恋愛密室からは逃げられない
付き合うなら、頭の良い女子がいい。
愚鈍で、僕の話が理解できなかったり、僕が向こうの言うことを理解できないのは困る。ましてや、愚鈍なフリで男をだますような女子は、怖いからゴメンだ。
その点、坂島乃智恵は完璧だ。僕と同じミステリ研に所属しているだけでなく、彼女の書くミステリは舌を巻くほど巧みで、面白い。そして必ず主役が恋仲になって終わるので、彼女が寄稿するようになって、うちの部誌は売り上げが倍増した。
問題は、美人でスタイル抜群、朗らかで分け隔てない性格のお陰で、校内屈指の人気者という点だ。難解な暗号物しか書けない、ひねくれ者の僕とはとても釣り合わない。

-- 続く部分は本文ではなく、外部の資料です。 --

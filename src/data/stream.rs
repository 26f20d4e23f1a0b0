// ============================================================
// Layer 4 - Data Stream
// ============================================================
// Pairs a Burn Dataset with a SequentialScheme and hands out
// one validated Vec<DigitSample> per batch. Calling epoch()
// again starts a fresh pass from index 0, so the same stream
// serves every epoch of training or every evaluation round.
//
// Checks done per batch, before any tensor is built:
//   - every index resolves          → Dataset error
//   - every sample has the width    → Dataset error
//   - every label < num_classes     → Computation error

use std::ops::Range;

use burn::data::dataset::Dataset;

use crate::data::scheme::SequentialScheme;
use crate::domain::error::{Result, TrainError};
use crate::domain::sample::{DigitSample, MNIST_CLASSES, MNIST_PIXELS};

pub struct DataStream<D> {
    dataset:      D,
    scheme:       SequentialScheme,
    num_features: usize,
    num_classes:  usize,
}

impl<D: Dataset<DigitSample>> DataStream<D> {
    /// Sequential, unshuffled batches of `batch_size` over the whole
    /// dataset. Shape defaults to MNIST (784 features, 10 classes).
    pub fn sequential(dataset: D, batch_size: usize) -> Result<Self> {
        let scheme = SequentialScheme::new(dataset.len(), batch_size)?;
        Ok(Self {
            dataset,
            scheme,
            num_features: MNIST_PIXELS,
            num_classes:  MNIST_CLASSES,
        })
    }

    /// Overrides the expected feature width and class count.
    pub fn with_shape(mut self, num_features: usize, num_classes: usize) -> Self {
        self.num_features = num_features;
        self.num_classes  = num_classes;
        self
    }

    pub fn num_examples(&self) -> usize {
        self.scheme.num_examples()
    }

    pub fn num_batches(&self) -> usize {
        self.scheme.num_batches()
    }

    pub fn batch_size(&self) -> usize {
        self.scheme.batch_size()
    }

    /// Lazily yields the batches of one full pass.
    pub fn epoch(&self) -> impl Iterator<Item = Result<Vec<DigitSample>>> + '_ {
        self.scheme.batches().map(move |range| self.fetch(range))
    }

    fn fetch(&self, range: Range<usize>) -> Result<Vec<DigitSample>> {
        range
            .map(|index| {
                let sample = self.dataset.get(index).ok_or_else(|| {
                    TrainError::dataset(format!(
                        "index {index} missing from dataset of {} examples",
                        self.dataset.len()
                    ))
                })?;
                self.check(index, &sample)?;
                Ok(sample)
            })
            .collect()
    }

    fn check(&self, index: usize, sample: &DigitSample) -> Result<()> {
        if sample.width() != self.num_features {
            return Err(TrainError::dataset(format!(
                "example {index} has {} features, expected {}",
                sample.width(),
                self.num_features
            )));
        }
        if sample.label >= self.num_classes {
            return Err(TrainError::computation(format!(
                "example {index} has label {} outside [0, {})",
                sample.label, self.num_classes
            )));
        }
        Ok(())
    }
}

#[cfg(test)]
mod tests {
    use super::*;
    use crate::data::dataset::DigitDataset;

    fn dataset(n: usize) -> DigitDataset {
        DigitDataset::new(
            (0..n)
                .map(|i| DigitSample::new(vec![i as f32, 0.0], i % 3))
                .collect(),
        )
    }

    #[test]
    fn one_pass_covers_every_example_in_order() {
        let stream = DataStream::sequential(dataset(11), 4)
            .unwrap()
            .with_shape(2, 3);

        let batches: Vec<Vec<DigitSample>> =
            stream.epoch().collect::<Result<_>>().unwrap();

        assert_eq!(batches.len(), 3);
        assert_eq!(stream.num_batches(), 3);
        assert_eq!(batches.iter().map(Vec::len).collect::<Vec<_>>(), vec![4, 4, 3]);

        let order: Vec<f32> = batches.iter().flatten().map(|s| s.pixels[0]).collect();
        let expected: Vec<f32> = (0..11).map(|i| i as f32).collect();
        assert_eq!(order, expected);
    }

    #[test]
    fn stream_restarts_each_epoch() {
        let stream = DataStream::sequential(dataset(5), 2)
            .unwrap()
            .with_shape(2, 3);
        let first: Vec<_> = stream.epoch().collect::<Result<Vec<_>>>().unwrap();
        let second: Vec<_> = stream.epoch().collect::<Result<Vec<_>>>().unwrap();
        assert_eq!(first, second);
    }

    #[test]
    fn label_out_of_range_is_a_computation_error() {
        let ds = DigitDataset::new(vec![
            DigitSample::new(vec![0.0, 0.0], 1),
            DigitSample::new(vec![0.0, 0.0], 12),
        ]);
        let stream = DataStream::sequential(ds, 2).unwrap().with_shape(2, 10);

        let err = stream.epoch().next().unwrap().unwrap_err();
        assert!(matches!(err, TrainError::Computation(_)));
        assert!(err.to_string().contains("label 12"));
    }

    #[test]
    fn wrong_width_is_a_dataset_error() {
        let ds = DigitDataset::new(vec![DigitSample::new(vec![0.0; 5], 1)]);
        let stream = DataStream::sequential(ds, 1).unwrap();

        let err = stream.epoch().next().unwrap().unwrap_err();
        assert!(matches!(err, TrainError::Dataset(_)));
    }

    #[test]
    fn zero_batch_size_is_a_config_error() {
        let result = DataStream::sequential(dataset(3), 0);
        assert!(matches!(result, Err(TrainError::InvalidConfig(_))));
    }
}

「文化祭は例年通り、部誌の販売だけでいいじゃないか。脱出ゲームなんて、誘導のノウハウがないと無理だろう」
しかも、「“恋愛密室”からの脱出」なんて。
「仕掛けと誘導は、私が考えます。先輩も、一度やってみれば絶対ハマりますよ!」
美人のはじけるような笑顔は、非論理的な説得力がある。卑怯な。
僕は話を終わらせようと、立ち上がって扉の取手に手をかけた。
「そもそも、僕は小説と現実をゴッチャにするのが嫌なんだ。小説は小説、現実じゃないからこそ――あれ?」
開かない。鍵がかかってる? まだ僕と坂島乃が中にいるのに。ていうか、いつの間に2人きりになってたんだ?
坂島乃がほくそ笑む。
「フフ――先輩も、“一度やってみれば”絶対ハマりますよ?」
やられた!
設定では、2人が恋仲にならないと出られない――それが“恋愛密室”。
「いいのか? こんなことで、僕なんかで……」
「先輩を“くどき落とすため”の恋愛密室です。ご堪能あれ」
そういえば、彼女はダブルミーニングが得意だった、と今更ながらに僕は思い出した。
お読み頂きありがとうございました。